_Task_.
Using the records that follow, tally the lines containing the word "SockRef" and state only the count.

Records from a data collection
%%

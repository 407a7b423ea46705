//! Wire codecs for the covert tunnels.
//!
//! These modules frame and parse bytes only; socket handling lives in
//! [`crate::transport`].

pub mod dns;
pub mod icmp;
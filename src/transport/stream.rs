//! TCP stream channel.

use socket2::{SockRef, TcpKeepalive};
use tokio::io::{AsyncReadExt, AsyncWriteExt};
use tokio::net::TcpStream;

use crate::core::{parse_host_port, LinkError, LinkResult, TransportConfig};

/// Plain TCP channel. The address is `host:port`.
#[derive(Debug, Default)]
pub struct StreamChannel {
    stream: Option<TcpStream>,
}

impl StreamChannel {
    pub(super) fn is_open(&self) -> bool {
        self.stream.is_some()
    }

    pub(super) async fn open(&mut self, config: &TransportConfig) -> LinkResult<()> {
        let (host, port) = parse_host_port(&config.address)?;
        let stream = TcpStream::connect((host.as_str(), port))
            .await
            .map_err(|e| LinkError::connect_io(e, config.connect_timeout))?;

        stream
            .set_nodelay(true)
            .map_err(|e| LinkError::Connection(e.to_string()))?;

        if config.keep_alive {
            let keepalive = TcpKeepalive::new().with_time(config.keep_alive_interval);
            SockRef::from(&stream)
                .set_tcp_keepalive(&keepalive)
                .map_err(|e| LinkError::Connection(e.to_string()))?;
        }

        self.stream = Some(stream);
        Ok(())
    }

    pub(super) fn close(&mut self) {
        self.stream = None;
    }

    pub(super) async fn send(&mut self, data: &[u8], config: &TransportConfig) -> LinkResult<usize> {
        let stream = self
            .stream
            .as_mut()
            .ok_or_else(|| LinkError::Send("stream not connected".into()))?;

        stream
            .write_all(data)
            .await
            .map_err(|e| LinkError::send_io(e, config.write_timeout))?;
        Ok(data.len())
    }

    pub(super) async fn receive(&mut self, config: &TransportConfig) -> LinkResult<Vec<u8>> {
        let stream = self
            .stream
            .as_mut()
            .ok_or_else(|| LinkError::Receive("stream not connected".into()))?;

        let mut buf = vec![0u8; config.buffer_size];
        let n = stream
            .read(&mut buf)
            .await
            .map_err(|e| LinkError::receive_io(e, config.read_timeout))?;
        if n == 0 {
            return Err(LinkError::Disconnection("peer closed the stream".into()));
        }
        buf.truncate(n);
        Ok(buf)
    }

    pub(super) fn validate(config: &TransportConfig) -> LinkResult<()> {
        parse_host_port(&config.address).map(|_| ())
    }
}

%%
%%

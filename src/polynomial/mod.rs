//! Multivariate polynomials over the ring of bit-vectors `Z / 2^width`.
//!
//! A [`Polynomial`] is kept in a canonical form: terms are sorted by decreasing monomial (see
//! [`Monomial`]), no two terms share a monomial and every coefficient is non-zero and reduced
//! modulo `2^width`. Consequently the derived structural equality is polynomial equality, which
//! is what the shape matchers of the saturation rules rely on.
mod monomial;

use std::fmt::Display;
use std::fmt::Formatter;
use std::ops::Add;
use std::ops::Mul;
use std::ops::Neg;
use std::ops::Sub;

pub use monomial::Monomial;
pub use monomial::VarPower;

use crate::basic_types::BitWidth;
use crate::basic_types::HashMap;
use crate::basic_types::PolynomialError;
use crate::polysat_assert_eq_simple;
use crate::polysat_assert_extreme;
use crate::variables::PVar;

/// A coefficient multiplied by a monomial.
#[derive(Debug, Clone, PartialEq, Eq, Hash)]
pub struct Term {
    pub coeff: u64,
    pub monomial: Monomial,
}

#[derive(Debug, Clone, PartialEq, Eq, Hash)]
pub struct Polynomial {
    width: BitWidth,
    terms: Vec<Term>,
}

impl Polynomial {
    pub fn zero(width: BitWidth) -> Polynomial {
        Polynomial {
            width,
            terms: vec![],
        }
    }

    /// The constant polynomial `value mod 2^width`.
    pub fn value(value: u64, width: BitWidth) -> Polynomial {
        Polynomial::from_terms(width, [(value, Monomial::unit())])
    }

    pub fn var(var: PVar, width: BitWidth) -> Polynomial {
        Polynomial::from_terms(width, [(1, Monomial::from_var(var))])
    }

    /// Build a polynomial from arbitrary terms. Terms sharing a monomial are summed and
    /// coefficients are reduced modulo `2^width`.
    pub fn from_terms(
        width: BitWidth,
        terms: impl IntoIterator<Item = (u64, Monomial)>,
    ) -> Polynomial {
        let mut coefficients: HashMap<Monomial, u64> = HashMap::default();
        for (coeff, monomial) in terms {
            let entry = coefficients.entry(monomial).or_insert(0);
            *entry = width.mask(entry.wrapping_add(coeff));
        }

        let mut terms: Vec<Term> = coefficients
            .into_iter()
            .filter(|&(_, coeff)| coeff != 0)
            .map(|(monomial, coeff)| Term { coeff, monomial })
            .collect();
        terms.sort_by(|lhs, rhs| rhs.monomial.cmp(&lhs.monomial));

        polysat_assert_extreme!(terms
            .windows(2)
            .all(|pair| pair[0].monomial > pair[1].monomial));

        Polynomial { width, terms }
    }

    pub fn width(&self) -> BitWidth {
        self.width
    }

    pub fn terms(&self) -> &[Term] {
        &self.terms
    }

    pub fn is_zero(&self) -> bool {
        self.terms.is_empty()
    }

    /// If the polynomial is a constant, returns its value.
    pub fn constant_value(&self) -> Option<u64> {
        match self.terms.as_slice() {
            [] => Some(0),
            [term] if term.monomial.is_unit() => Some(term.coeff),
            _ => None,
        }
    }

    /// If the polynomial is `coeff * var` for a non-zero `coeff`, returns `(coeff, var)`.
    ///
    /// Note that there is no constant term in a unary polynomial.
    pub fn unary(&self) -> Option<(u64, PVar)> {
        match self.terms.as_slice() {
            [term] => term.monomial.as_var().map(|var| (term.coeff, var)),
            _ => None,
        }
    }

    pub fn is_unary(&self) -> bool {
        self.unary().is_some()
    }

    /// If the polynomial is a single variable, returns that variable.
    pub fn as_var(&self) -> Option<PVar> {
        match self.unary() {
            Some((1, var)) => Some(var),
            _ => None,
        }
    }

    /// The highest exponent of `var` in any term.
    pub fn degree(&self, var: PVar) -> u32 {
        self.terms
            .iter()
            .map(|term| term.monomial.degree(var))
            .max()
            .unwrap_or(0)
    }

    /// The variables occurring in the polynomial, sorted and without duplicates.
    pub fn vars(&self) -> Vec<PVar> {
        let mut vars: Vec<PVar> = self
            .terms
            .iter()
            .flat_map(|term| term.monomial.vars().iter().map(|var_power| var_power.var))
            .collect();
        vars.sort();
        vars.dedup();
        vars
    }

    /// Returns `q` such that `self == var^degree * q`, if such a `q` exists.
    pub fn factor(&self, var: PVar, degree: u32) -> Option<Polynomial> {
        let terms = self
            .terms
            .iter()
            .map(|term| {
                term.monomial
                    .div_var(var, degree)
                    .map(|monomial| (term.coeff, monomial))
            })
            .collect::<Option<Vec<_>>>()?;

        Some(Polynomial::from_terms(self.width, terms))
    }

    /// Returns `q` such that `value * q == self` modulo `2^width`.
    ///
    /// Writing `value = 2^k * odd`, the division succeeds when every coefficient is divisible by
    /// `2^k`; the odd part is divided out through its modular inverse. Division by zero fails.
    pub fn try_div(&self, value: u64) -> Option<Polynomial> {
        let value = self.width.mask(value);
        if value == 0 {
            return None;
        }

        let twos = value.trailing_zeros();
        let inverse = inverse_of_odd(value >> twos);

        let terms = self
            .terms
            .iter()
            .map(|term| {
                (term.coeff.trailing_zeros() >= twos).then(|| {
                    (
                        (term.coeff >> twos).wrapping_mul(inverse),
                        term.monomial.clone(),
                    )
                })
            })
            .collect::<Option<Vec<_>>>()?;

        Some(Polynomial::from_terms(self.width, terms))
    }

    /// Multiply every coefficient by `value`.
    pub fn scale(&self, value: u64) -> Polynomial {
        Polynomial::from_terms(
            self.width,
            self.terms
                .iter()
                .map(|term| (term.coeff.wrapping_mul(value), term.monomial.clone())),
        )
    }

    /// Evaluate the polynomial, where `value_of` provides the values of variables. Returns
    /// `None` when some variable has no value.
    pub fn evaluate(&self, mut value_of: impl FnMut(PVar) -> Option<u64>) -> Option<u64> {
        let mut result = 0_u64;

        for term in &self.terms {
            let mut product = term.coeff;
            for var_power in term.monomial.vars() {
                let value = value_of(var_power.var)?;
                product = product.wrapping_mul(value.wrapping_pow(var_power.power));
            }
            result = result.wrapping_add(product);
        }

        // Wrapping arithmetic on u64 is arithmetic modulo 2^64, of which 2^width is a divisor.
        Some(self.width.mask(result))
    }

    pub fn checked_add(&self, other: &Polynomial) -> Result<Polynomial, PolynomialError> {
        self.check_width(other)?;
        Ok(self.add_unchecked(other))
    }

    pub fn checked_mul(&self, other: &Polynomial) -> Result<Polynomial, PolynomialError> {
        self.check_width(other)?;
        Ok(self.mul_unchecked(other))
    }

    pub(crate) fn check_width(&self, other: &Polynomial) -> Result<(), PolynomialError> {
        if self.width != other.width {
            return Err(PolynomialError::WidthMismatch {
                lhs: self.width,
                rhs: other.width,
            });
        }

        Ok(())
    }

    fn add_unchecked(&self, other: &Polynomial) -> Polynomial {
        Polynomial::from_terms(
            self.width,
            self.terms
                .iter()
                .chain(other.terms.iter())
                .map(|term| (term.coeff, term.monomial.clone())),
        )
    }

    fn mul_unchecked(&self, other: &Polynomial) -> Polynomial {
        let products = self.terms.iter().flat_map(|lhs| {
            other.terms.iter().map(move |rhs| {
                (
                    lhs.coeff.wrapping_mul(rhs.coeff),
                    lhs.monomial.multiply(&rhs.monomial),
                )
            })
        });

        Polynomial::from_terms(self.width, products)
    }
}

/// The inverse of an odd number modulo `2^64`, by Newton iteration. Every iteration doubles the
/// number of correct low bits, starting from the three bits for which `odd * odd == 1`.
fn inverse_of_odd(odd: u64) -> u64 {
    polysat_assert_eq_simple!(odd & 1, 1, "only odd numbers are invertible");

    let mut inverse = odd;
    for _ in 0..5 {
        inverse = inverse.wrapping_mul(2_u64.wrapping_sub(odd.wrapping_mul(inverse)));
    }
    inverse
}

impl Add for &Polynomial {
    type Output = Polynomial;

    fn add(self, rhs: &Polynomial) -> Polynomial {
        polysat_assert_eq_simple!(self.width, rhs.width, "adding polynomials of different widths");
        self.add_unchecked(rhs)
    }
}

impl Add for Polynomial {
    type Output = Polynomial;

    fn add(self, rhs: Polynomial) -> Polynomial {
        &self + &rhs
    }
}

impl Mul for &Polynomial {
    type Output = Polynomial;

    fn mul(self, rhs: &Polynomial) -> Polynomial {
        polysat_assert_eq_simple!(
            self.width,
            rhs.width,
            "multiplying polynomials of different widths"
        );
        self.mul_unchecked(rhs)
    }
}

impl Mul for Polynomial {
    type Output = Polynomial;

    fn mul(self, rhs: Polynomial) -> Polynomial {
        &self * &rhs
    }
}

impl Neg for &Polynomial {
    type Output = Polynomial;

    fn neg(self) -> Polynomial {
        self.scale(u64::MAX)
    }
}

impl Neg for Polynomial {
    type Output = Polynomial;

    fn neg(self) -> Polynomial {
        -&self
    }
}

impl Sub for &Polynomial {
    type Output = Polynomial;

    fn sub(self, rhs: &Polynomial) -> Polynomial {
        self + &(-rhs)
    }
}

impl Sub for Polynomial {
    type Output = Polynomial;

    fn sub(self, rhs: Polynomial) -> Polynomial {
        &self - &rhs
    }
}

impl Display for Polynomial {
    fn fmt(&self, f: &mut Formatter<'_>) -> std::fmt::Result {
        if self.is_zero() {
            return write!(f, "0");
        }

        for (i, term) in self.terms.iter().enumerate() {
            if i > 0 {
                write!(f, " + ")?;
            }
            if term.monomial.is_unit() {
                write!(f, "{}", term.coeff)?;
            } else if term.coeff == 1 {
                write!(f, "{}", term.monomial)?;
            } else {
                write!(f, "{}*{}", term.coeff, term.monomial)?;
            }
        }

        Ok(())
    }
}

%%

_Answer to this task_.
2